Essa proximidade não pode ser mero artefato virtual da sociedade de informação
porque os corpos vivos têm densidades e emoções que fogem à lógica binária da
comunicação virtual. Além do mais, a comunicação virtual não entende os
silêncios e as ausências, embora uns e outras sejam fundamentais para entender
o sofrimento dos que mais sofrem e as injustiças a que estão sujeitos os mais
injustiçados.
A segunda razão prende-se com a tradição do marxismo-leninismo que por
vezes ao centralismo democrático nos partidos vindos da tradição comunista.

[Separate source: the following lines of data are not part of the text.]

use crate::block::Block;
use crate::direction::MovementCombo;
use crate::grid::{rotate_deg, CellMap};
use macroquad::math::Vec2;

/// Angle offset from the facing heading for each resolved movement combo.
/// Combos without a table entry still move, defaulting to straight ahead.
fn movement_angle(combo: MovementCombo) -> Option<f32> {
    match combo {
        MovementCombo::FORWARD => Some(0.0),
        MovementCombo::FORWARD_RIGHT => Some(45.0),
        MovementCombo::RIGHT => Some(90.0),
        MovementCombo::BACKWARD_RIGHT => Some(135.0),
        MovementCombo::BACKWARD => Some(180.0),
        MovementCombo::BACKWARD_LEFT => Some(225.0),
        MovementCombo::LEFT => Some(270.0),
        MovementCombo::FORWARD_LEFT => Some(315.0),
        _ => None,
    }
}

/// Snapshot of the movement inputs active during one tick. The resolver
/// only reads membership; whoever polls the keyboard owns the state.
#[derive(Clone, Copy, Debug, Default)]
pub struct PlayerInput {
    pub forward: bool,
    pub backward: bool,
    pub left: bool,
    pub right: bool,
    pub turn_left: bool,
    pub turn_right: bool,
    pub sprint: bool,
}

impl PlayerInput {
    /// Combine the active movement inputs into a single combo.
    pub fn movement_combo(&self) -> MovementCombo {
        let mut combo = MovementCombo::NONE;
        if self.forward {
            combo |= MovementCombo::FORWARD;
        }
        if self.backward {
            combo |= MovementCombo::BACKWARD;
        }
        if self.left {
            combo |= MovementCombo::LEFT;
        }
        if self.right {
            combo |= MovementCombo::RIGHT;
        }
        combo
    }
}

/// Controllable viewpoint moving through the cell map with the same block
/// and portal semantics the rays use.
#[derive(Clone, Debug)]
pub struct Player {
    pub radius: f32,
    pub position: Vec2,
    /// Unit facing heading, rotated in place by turning.
    pub direction: Vec2,
    /// Base movement in world units per tick.
    pub speed: f32,
    pub sprint_multiplier: f32,
    /// Turning in degrees per tick.
    pub turn_rate: f32,
}

impl Player {
    pub fn new(radius: f32, position: Vec2) -> Self {
        Player {
            radius,
            position,
            direction: Vec2::new(0.0, -1.0),
            speed: 1.0,
            sprint_multiplier: 3.0,
            turn_rate: 1.0,
        }
    }

    /// Advance one tick: turn, move, and clamp into the map interior.
    pub fn update(&mut self, input: &PlayerInput, map: &CellMap) {
        if input.turn_left {
            self.direction = rotate_deg(self.direction, -self.turn_rate);
        } else if input.turn_right {
            self.direction = rotate_deg(self.direction, self.turn_rate);
        }

        let combo = input.movement_combo().resolved();
        if !combo.is_empty() {
            self.step(combo, input.sprint, map);
        }

        // always keep the body inside the map, inset by its radius
        self.position.x = self.position.x.clamp(self.radius, map.width() - self.radius);
        self.position.y = self.position.y.clamp(self.radius, map.height() - self.radius);
    }

    fn cell_of(&self, position: Vec2, map: &CellMap) -> (i32, i32) {
        (
            (position.x / map.square_size).floor() as i32,
            (position.y / map.square_size).floor() as i32,
        )
    }

    fn step(&mut self, combo: MovementCombo, sprint: bool, map: &CellMap) {
        let multiplier = if sprint { self.sprint_multiplier } else { 1.0 };
        let angle = movement_angle(combo).unwrap_or(0.0);
        let displacement = rotate_deg(self.direction, angle) * self.speed * multiplier;
        let new_position = self.position + displacement;

        let current_cell = self.cell_of(self.position, map);
        let new_cell = self.cell_of(new_position, map);

        let entering_portal = matches!(map.block_at(new_cell.0, new_cell.1), Block::Portal(_));
        let leaving_empty = !map.block_at(current_cell.0, current_cell.1).blocks_movement();

        if entering_portal && leaving_empty {
            // walking straight from open space into a portal teleports; the
            // position is re-derived every tick, so no exit nudge is needed
            let (position, direction) = map.portal_transform(new_position, self.direction);
            self.position = position;
            self.direction = direction;
        } else {
            // commit each axis independently so diagonals slide along walls
            let x_cell = self.cell_of(Vec2::new(new_position.x, self.position.y), map);
            if !map.block_at(x_cell.0, x_cell.1).blocks_movement() {
                self.position.x = new_position.x;
            }
            let y_cell = self.cell_of(Vec2::new(self.position.x, new_position.y), map);
            if !map.block_at(y_cell.0, y_cell.1).blocks_movement() {
                self.position.y = new_position.y;
            }
        }
    }
}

Esta tradição teve o seu mérito no seu tempo, mas está hoje ultrapassada pelas
condições de vida e comunicação contemporâneas. Mantê-la nos dias de
hoje, ainda que de forma matizada, significa por vezes cair na tentação do
espírito de seita (sectarismo), na busca de unanimidades através do
policiamento antidemocrático de opiniões divergentes para que não vinguem
e, finalmente, na oscilação brusca entre unanimidade e silenciamento, suspensão
de direitos, demonização na praça pública. Este tipo de gestão das
diferenças é cada vez mais incompatível com a visão que os cidadãos têm da
convivência e da deliberação democráticas.
4. Os partidos-movimento de esquerda não
precisam de ser inventados a partir do zero; devem conhecer e valorizar as suas
origens.
As esquerdas nasceram na convivência com as classes e grupos sociais excluídos.
Ajudaram a minorar a exclusão e o silenciamento, não apenas dando voz às suas
reivindicações, mas também promovendo a sua autoestima, através da educação e
da cultura populares, dos grupos teatrais, das atividades de convívio e de
lazer. As esquerdas têm de voltar às suas origens, ao convívio de proximidade
com os grupos sociais excluídos, discriminados, empobrecidos. Paradoxalmente,
estes grupos são os que sofrem mais com a ideologia dominante e os que
mais facilmente se sentem seduzidos por ela, expostos como estão à indústria do entretenimento massivo e às
redes sociais reconfortantes. As esquerdas partidárias deixaram de viver
onde vivem os seus eleitores, deixaram de conviver e de conversar com eles, exceto quando os visitam para lhes pedir o
voto. Quem hoje convive e conversa
com os grupos sociais mais excluídos são muitas vezes as igrejas evangélicas
neopentecostais quando não é o crime organizado. O ativismo militante de
esquerda parece limitar-se a participar em reuniões do partido para fazer
(quase sempre ouvir quem faz) uma análise da conjuntura. Os partidos de esquerda, tal como existem hoje, não são capazes de
falar com as vozes silenciadas e excluídas em termos que estas entendam. Para
mudar isso, as esquerdas devem reinventar-se.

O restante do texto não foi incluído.